Germany: German Federal Patent Court releases new decision
In the present decision, the German Federal Patent Court dealt with the question of which point in time is decisive when considering advantages and technical effects of a claimed technical teaching. This question can be of importance both in the context of inventive step discussions in nullity cases and in the context of the technical-functional interpretation as applied by the infringement courts.
The German Federal Patent Court ruled that only the disclosure of the patent application would be decisive and that only those advantages and technical effects can be applied which the skilled person has been able to recognise at the filling date. According to the German Federal Patent Court, an objective enrichment of the prior art should only be considered as it is recognisable for a skilled person on the basis of the disclosure of the patent application or on the basis of his knowledge at the filling date. It is not sufficient that such an advantage or technical effect existed objectively unrecognised at the time of filing, but is only subsequently recognisable by the skilled person and made accessible as such.
In its first guideline, the German Federal Patent Court stated:
To the extent that the case-law and the literature refer to the granted patent with respect to a disclosure of advantages and effects, the relevant disclosure of the patent application must be taken into account instead – the granted patent does not represent an additional caesura for an admissible fall back on the original disclosure of the patent application within the limits of the exclusion of an extension of the scope of protection.

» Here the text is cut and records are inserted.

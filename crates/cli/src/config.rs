//! Command-line and environment configuration.
//!
//! Every option can be set by flag or by environment variable. The values are
//! converted here into the per-crate configuration types; library crates never
//! read the environment themselves.

use anyhow::bail;
use api_client::{ApiConfig, CredentialConfig};
use clap::{Parser, ValueEnum};
use listener::{BrokerConfig, RetrySchedule};

/// Output format of the log layer.
#[derive(Debug, Clone, Copy, PartialEq, Eq, ValueEnum)]
pub enum LogFormat {
    /// One JSON object per line.
    Json,
    /// Human-readable, multi-line output for local runs.
    Pretty,
}

/// Consumes lifecycle events and starts the workflows registered for them.
#[derive(Parser)]
#[command(name = "workflows-handler", version, about)]
pub struct CliConfig {
    #[arg(long, env = "RABBITMQ_ADDRESS", default_value = "localhost")]
    pub rabbitmq_host: String,

    #[arg(long, env = "RABBITMQ_PORT", default_value_t = 5672)]
    pub rabbitmq_port: u16,

    #[arg(long, env = "RABBITMQ_USERNAME", default_value = "guest")]
    pub rabbitmq_username: String,

    #[arg(long, env = "RABBITMQ_PASSWORD", default_value = "guest", hide_env_values = true)]
    pub rabbitmq_password: String,

    #[arg(long, env = "RABBITMQ_VHOST", default_value = "/")]
    pub rabbitmq_vhost: String,

    /// Queue lifecycle events are consumed from.
    #[arg(long, env = "RABBITMQ_QUEUE", default_value = "lagoon-actions:items")]
    pub rabbitmq_queue: String,

    /// Direct exchange the queue is bound to.
    #[arg(long, env = "RABBITMQ_EXCHANGE", default_value = "lagoon-actions")]
    pub rabbitmq_exchange: String,

    #[arg(long, env = "GRAPHQL_ENDPOINT", default_value = "http://localhost:3000/graphql")]
    pub graphql_endpoint: String,

    /// HS256 key used to sign the per-call API credential.
    #[arg(long, env = "JWTSECRET", hide_env_values = true)]
    pub jwt_token_signing_key: String,

    #[arg(long, env = "JWTAUDIENCE", default_value = "api.dev")]
    pub jwt_audience: String,

    #[arg(long, env = "JWTSUBJECT", default_value = "actions-handler")]
    pub jwt_subject: String,

    #[arg(long, env = "JWTISSUER", default_value = "actions-handler")]
    pub jwt_issuer: String,

    /// Connection attempts before giving up at startup.
    #[arg(long, env = "STARTUP_CONNECTION_ATTEMPTS", default_value_t = 10)]
    pub startup_connection_attempts: u32,

    /// Seconds to wait between failed connection attempts.
    #[arg(long, env = "STARTUP_CONNECTION_INTERVAL_SECONDS", default_value_t = 30)]
    pub startup_connection_interval_seconds: u64,

    /// Log at debug level unless RUST_LOG says otherwise.
    #[arg(long, env = "ENABLE_DEBUG")]
    pub debug: bool,

    /// Publish a log entry for every workflow invocation.
    #[arg(long, env = "FORWARD_INVOCATION_LOGS")]
    pub forward_invocation_logs: bool,

    #[arg(long, env = "LOG_FORMAT", value_enum, default_value_t = LogFormat::Json)]
    pub log_format: LogFormat,

    /// OTLP gRPC endpoint for span export. Spans are not exported when unset.
    #[arg(long, env = "OTEL_EXPORTER_OTLP_ENDPOINT")]
    pub otlp_endpoint: Option<String>,
}

impl CliConfig {
    /// Rejects values that parse but cannot work.
    pub fn validate(&self) -> anyhow::Result<()> {
        if self.startup_connection_attempts == 0 {
            bail!("--startup-connection-attempts must be at least 1");
        }
        if self.jwt_token_signing_key.is_empty() {
            bail!("--jwt-token-signing-key must not be empty");
        }
        if self.rabbitmq_queue.is_empty() {
            bail!("--rabbitmq-queue must not be empty");
        }
        Ok(())
    }

    pub fn broker_config(&self) -> BrokerConfig {
        BrokerConfig {
            host: self.rabbitmq_host.clone(),
            port: self.rabbitmq_port,
            username: self.rabbitmq_username.clone(),
            password: self.rabbitmq_password.clone(),
            vhost: self.rabbitmq_vhost.clone(),
            queue: self.rabbitmq_queue.clone(),
            exchange: self.rabbitmq_exchange.clone(),
        }
    }

    pub fn retry_schedule(&self) -> RetrySchedule {
        RetrySchedule::new(
            self.startup_connection_attempts,
            self.startup_connection_interval_seconds,
        )
    }

    pub fn api_config(&self) -> ApiConfig {
        ApiConfig {
            endpoint: self.graphql_endpoint.clone(),
            credentials: CredentialConfig {
                signing_key: self.jwt_token_signing_key.clone(),
                audience: self.jwt_audience.clone(),
                subject: self.jwt_subject.clone(),
                issuer: self.jwt_issuer.clone(),
            },
        }
    }
}

#[cfg(test)]
mod tests {
    use std::time::Duration;

    use super::*;

    fn parse(extra: &[&str]) -> CliConfig {
        let mut args = vec!["workflows-handler", "--jwt-token-signing-key", "s3cret"];
        args.extend_from_slice(extra);
        CliConfig::try_parse_from(args).unwrap()
    }

    #[test]
    fn test_flags_override_defaults() {
        let config = parse(&[
            "--rabbitmq-host",
            "broker",
            "--rabbitmq-port",
            "5673",
            "--rabbitmq-queue",
            "events",
            "--startup-connection-attempts",
            "3",
            "--startup-connection-interval-seconds",
            "5",
            "--jwt-audience",
            "api.prod",
            "--log-format",
            "pretty",
            "--forward-invocation-logs",
        ]);

        let broker = config.broker_config();
        assert_eq!(broker.host, "broker");
        assert_eq!(broker.port, 5673);
        assert_eq!(broker.queue, "events");

        let schedule = config.retry_schedule();
        assert_eq!(schedule.max_attempts, 3);
        assert_eq!(schedule.interval, Duration::from_secs(5));

        assert_eq!(config.api_config().credentials.audience, "api.prod");
        assert_eq!(config.log_format, LogFormat::Pretty);
        assert!(config.forward_invocation_logs);
    }

    #[test]
    fn test_credentials_are_copied_into_api_config() {
        let config = parse(&["--jwt-subject", "handler", "--jwt-issuer", "issuer"]);
        let api = config.api_config();

        assert_eq!(api.credentials.signing_key, "s3cret");
        assert_eq!(api.credentials.subject, "handler");
        assert_eq!(api.credentials.issuer, "issuer");
    }

    #[test]
    fn test_zero_attempts_is_rejected() {
        let config = parse(&["--startup-connection-attempts", "0"]);
        let err = config.validate().unwrap_err();
        assert!(err.to_string().contains("startup-connection-attempts"));
    }

    #[test]
    fn test_empty_signing_key_is_rejected() {
        let config = CliConfig::try_parse_from(["workflows-handler", "--jwt-token-signing-key", ""]).unwrap();
        assert!(config.validate().is_err());
    }

    #[test]
    fn test_unknown_log_format_fails_to_parse() {
        let result = CliConfig::try_parse_from([
            "workflows-handler",
            "--jwt-token-signing-key",
            "k",
            "--log-format",
            "xml",
        ]);
        assert!(result.is_err());
    }
}
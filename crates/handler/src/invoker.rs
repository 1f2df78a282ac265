//! Starts matched workflows.

use std::sync::Arc;

use tracing::{error, info};
use workflows::{ApiError, TaskInvocation, Workflow, WorkflowApi};

/// Issues the remote "start this task on this environment" call.
///
/// Failures are logged here and handed back to the caller as values; nothing
/// is retried or recorded. A dropped trigger is only visible in the logs.
#[derive(Clone)]
pub struct WorkflowInvoker {
    api: Arc<dyn WorkflowApi>,
}

impl WorkflowInvoker {
    pub fn new(api: Arc<dyn WorkflowApi>) -> Self {
        Self { api }
    }

    pub async fn invoke(&self, workflow: &Workflow) -> Result<TaskInvocation, ApiError> {
        match self
            .api
            .invoke_workflow(workflow.environment_id, workflow.advanced_task_id)
            .await
        {
            Ok(invocation) => {
                info!(
                    environment_id = %workflow.environment_id,
                    advanced_task_id = %workflow.advanced_task_id,
                    %invocation,
                    "Invoked workflow"
                );
                Ok(invocation)
            }
            Err(e) => {
                error!(
                    environment_id = %workflow.environment_id,
                    advanced_task_id = %workflow.advanced_task_id,
                    error = %e,
                    "Failed to invoke workflow"
                );
                Err(e)
            }
        }
    }
}
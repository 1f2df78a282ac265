//! Port traits implemented by infrastructure crates.
//!
//! The orchestration code in `handler` depends only on these traits. The
//! `api-client` crate implements [`WorkflowApi`]; the `listener` crate
//! implements [`InboundMessage`] and [`LogPublisher`] over AMQP and drives a
//! [`MessageHandler`].

use async_trait::async_trait;

use crate::{
    AdvancedTaskId, ApiError, BrokerError, EnvironmentId, TaskInvocation, Workflow, WorkflowScope,
};

/// Remote operations on workflows.
///
/// Implementations attach a freshly minted credential to every call and never
/// retry; retry policy belongs to the caller.
#[async_trait]
pub trait WorkflowApi: Send + Sync {
    /// Returns the workflows configured for a project environment, in the
    /// order the API lists them.
    async fn environment_workflows(&self, scope: &WorkflowScope) -> Result<Vec<Workflow>, ApiError>;

    /// Starts an advanced task on an environment.
    async fn invoke_workflow(
        &self,
        environment: EnvironmentId,
        task: AdvancedTaskId,
    ) -> Result<TaskInvocation, ApiError>;
}

/// One delivery taken from the inbound queue.
#[async_trait]
pub trait InboundMessage: Send + Sync {
    /// Raw message body.
    fn body(&self) -> &[u8];

    /// Tells the broker the message is done and may be removed from the queue.
    async fn ack(&self) -> Result<(), BrokerError>;
}

/// Per-message callback registered with the consumer loop.
///
/// Called once per delivery, strictly one at a time, in delivery order. The
/// handler owns acknowledgment.
#[async_trait]
pub trait MessageHandler: Send + Sync {
    async fn handle(&self, message: &dyn InboundMessage);
}

/// Fire-and-forget publishing to a named destination.
#[async_trait]
pub trait LogPublisher: Send + Sync {
    async fn publish(&self, destination: &str, payload: Vec<u8>) -> Result<(), BrokerError>;
}
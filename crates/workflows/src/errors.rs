//! Error taxonomy for the workflow trigger handler.
//!
//! Only [`ConnectionError`] is fatal: the process cannot do anything useful
//! without a broker. Every other error is scoped to one message or one
//! outbound call and is logged and absorbed by the caller.
//!
//! | Error | Scope | Handling |
//! |-------|-------|----------|
//! | [`ConnectionError`] | Process | Retried up to a bound, then the process exits |
//! | [`BrokerError`] | One broker operation | Logged; connection errors feed the retry loop |
//! | [`CredentialError`] | One outbound call | Call aborted before any request is sent |
//! | [`ApiError`] | One outbound call | Logged; the message is still acknowledged |

use thiserror::Error;

// ---------------------------------------------------------------------------
// Broker
// ---------------------------------------------------------------------------

/// A failed broker operation.
#[derive(Debug, Error)]
pub enum BrokerError {
    /// The connection could not be opened.
    #[error("Failed to connect to broker: {0}")]
    Connect(String),

    /// A channel could not be opened or topology could not be declared.
    #[error("Broker channel error: {0}")]
    Channel(String),

    /// The delivery stream reported an error or ended.
    #[error("Broker consume error: {0}")]
    Consume(String),

    /// Acknowledging a delivery failed.
    #[error("Failed to acknowledge message: {0}")]
    Ack(String),

    /// Publishing a message failed.
    #[error("Failed to publish to '{destination}': {reason}")]
    Publish {
        destination: String,
        reason: String,
    },
}

/// Bootstrap could not produce a broker connection.
#[derive(Debug, Error)]
pub enum ConnectionError {
    /// Every attempt failed.
    #[error("Gave up connecting to broker after {attempts} attempts: {last_error}")]
    Exhausted {
        attempts: u32,
        /// The failure reported by the final attempt.
        last_error: BrokerError,
    },

    /// Shutdown was requested while waiting to retry.
    #[error("Broker connection cancelled after {attempts} attempts")]
    Cancelled { attempts: u32 },
}

// ---------------------------------------------------------------------------
// Remote API
// ---------------------------------------------------------------------------

/// A signed credential could not be minted.
#[derive(Debug, Error)]
pub enum CredentialError {
    /// No signing key is configured.
    #[error("Token signing key is empty")]
    MissingSigningKey,

    /// The claims could not be signed.
    #[error("Failed to sign token: {0}")]
    Signing(String),
}

/// A failed call to the remote API.
#[derive(Debug, Error)]
pub enum ApiError {
    /// The call was aborted before sending because no credential could be minted.
    #[error(transparent)]
    Credential(#[from] CredentialError),

    /// The request could not be sent or the response could not be read.
    #[error("API transport error: {0}")]
    Transport(String),

    /// The API answered with a non-success HTTP status.
    #[error("API returned HTTP {status}: {body}")]
    Status { status: u16, body: String },

    /// The API answered with GraphQL errors.
    #[error("API returned errors: {0}")]
    GraphQl(String),

    /// The response did not have the expected shape.
    #[error("Unexpected API response: {0}")]
    Decode(String),
}

impl ApiError {
    /// Returns `true` if the call never left the process.
    pub fn is_credential_failure(&self) -> bool {
        matches!(self, ApiError::Credential(_))
    }
}
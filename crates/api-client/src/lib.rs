//! Authenticated client for the remote workflow API.
//!
//! Implements the [`workflows::WorkflowApi`] trait over the API's GraphQL
//! endpoint.
//!
//! ## Architectural Layer
//!
//! **Infrastructure.** Credential minting, header injection, HTTP transport,
//! and response decoding all live here. The `handler` crate sees only
//! [`workflows::WorkflowApi`].
//!
//! ## Request Path
//!
//! ```text
//! ApiClient::call(operation, variables)
//!   -> BearerAuth<T>      mints a fresh one-minute token, sets Authorization
//!     -> HttpTransport    POSTs the GraphQL request with reqwest
//! ```
//!
//! [`BearerAuth`] wraps any [`Transport`], so every call made through an
//! [`ApiClient`] carries its own credential. A token is never reused. If a
//! token cannot be minted the call fails with
//! [`workflows::ApiError::Credential`] and nothing is sent.
//!
//! Errors are returned to the caller unchanged; this crate never retries.

pub mod auth;
pub mod client;
pub mod credentials;
pub mod operations;
pub mod transport;

pub use auth::BearerAuth;
pub use client::{ApiClient, ApiConfig};
pub use credentials::{AdminClaims, CredentialConfig, SignedToken, TokenMinter, TOKEN_LIFETIME_SECONDS};
pub use operations::Operation;
pub use transport::{ApiRequest, GraphQlRequest, HttpTransport, Transport};
//! A down-counting latch used to gate one instruction pack on the previous
//! one's completion.

use std::sync::Arc;

use parking_lot::{Condvar, Mutex};

#[derive(Clone)]
pub(super) struct Latch {
    inner: Arc<Inner>,
}

struct Inner {
    remaining: Mutex<usize>,
    done: Condvar,
}

impl Latch {
    pub(super) fn new(count: usize) -> Self {
        Self {
            inner: Arc::new(Inner {
                remaining: Mutex::new(count),
                done: Condvar::new(),
            }),
        }
    }

    /// Decrements the latch. Wakes waiters once it reaches zero.
    pub(super) fn count_down(&self) {
        let mut remaining = self.inner.remaining.lock();
        if *remaining == 0 {
            return;
        }
        *remaining -= 1;
        if *remaining == 0 {
            self.inner.done.notify_all();
        }
    }

    /// Blocks until the latch reaches zero. Returns immediately if it was
    /// constructed with a count of zero (an empty pack never produces a
    /// latch in practice, since `ExecutionPlan` skips empty packs, but a
    /// zero count is still handled correctly here).
    pub(super) fn wait(&self) {
        let mut remaining = self.inner.remaining.lock();
        while *remaining > 0 {
            self.inner.done.wait(&mut remaining);
        }
    }
}
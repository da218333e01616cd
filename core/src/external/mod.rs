//! Interfaces the core consumes from its external collaborators.
//!
//! The core never implements a renderer, window backend or resource manager
//! itself — per spec, those are opaque to it. This module defines only the
//! seams the [`crate::service::Kernel`] needs to drive them, plus the
//! `Logger` facade every subsystem logs through.

mod logger;
mod window;

pub use logger::{Logger, NullLogger, StdLogger};
pub use window::{NullWindowManager, WindowHandle, WindowManager, WindowParams};

use crate::service::Service;

/// Opaque GPU-facing collaborator. The core neither reads nor writes its
/// state; it exists only so the [`crate::service::Kernel`] can name a
/// concrete type in its fixed registration order and destroy it at the
/// right point in teardown.
pub trait Renderer: Service {}

/// Opaque asset-loading collaborator, destroyed by the kernel but otherwise
/// untouched by the core.
pub trait ResourceManager: Service {}

/// A [`Renderer`] stand-in that does nothing, for boots that have no real
/// rendering backend wired in yet.
#[derive(Default)]
pub struct NullRenderer;

impl Service for NullRenderer {}
impl Renderer for NullRenderer {}

/// A [`ResourceManager`] stand-in that does nothing.
#[derive(Default)]
pub struct NullResourceManager;

impl Service for NullResourceManager {}
impl ResourceManager for NullResourceManager {}
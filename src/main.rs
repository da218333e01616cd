//! CLI entry point: boots a [`Kernel`], registers services in the fixed
//! order the core mandates, and drives the main loop until shutdown.

use stratum_core::config::Config;
use stratum_core::external::{NullRenderer, NullResourceManager, NullWindowManager};
use stratum_core::Kernel;

fn main() {
    env_logger::init();

    let config = Config::default();
    let mut kernel = Kernel::new(&config);

    kernel
        .register(true, |_| NullWindowManager::new())
        .register(false, |_| NullRenderer)
        .register(false, |_| NullResourceManager);

    let exit_code = kernel.run::<NullWindowManager>();
    std::process::exit(exit_code);
}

With its decision, the German Federal Patent Court has sparked a discussion on the relationship between the disclosure of a patent application and a disclosure of the later granted patent which may differ from the disclosure of the patent application. This discussion may also have an impact on the technical-functional interpretation as applied by the infringement courts, as they have so far mainly focused on the disclosure of the granted patent. Notably, in its decision Occlusion Device (BGHZ 189, 330 = GRUR 2011, 701 – Okklusionsvorrichtung), the German Federal Supreme Court stated that the interpretation of the claim features could possibly also be based on a difference between a published patent application and the later granted patent. It therefore remains to be seen how the infringement courts and the German Federal Supreme Court will position themselves in this regard.
Again, it must be noted that it is of crucial importance, when drafting patent applications, to sufficiently explain the advantages and technical effects to be achieved with the respective features in order to be able to argue accordingly in subsequent nullity proceedings or infringement proceedings.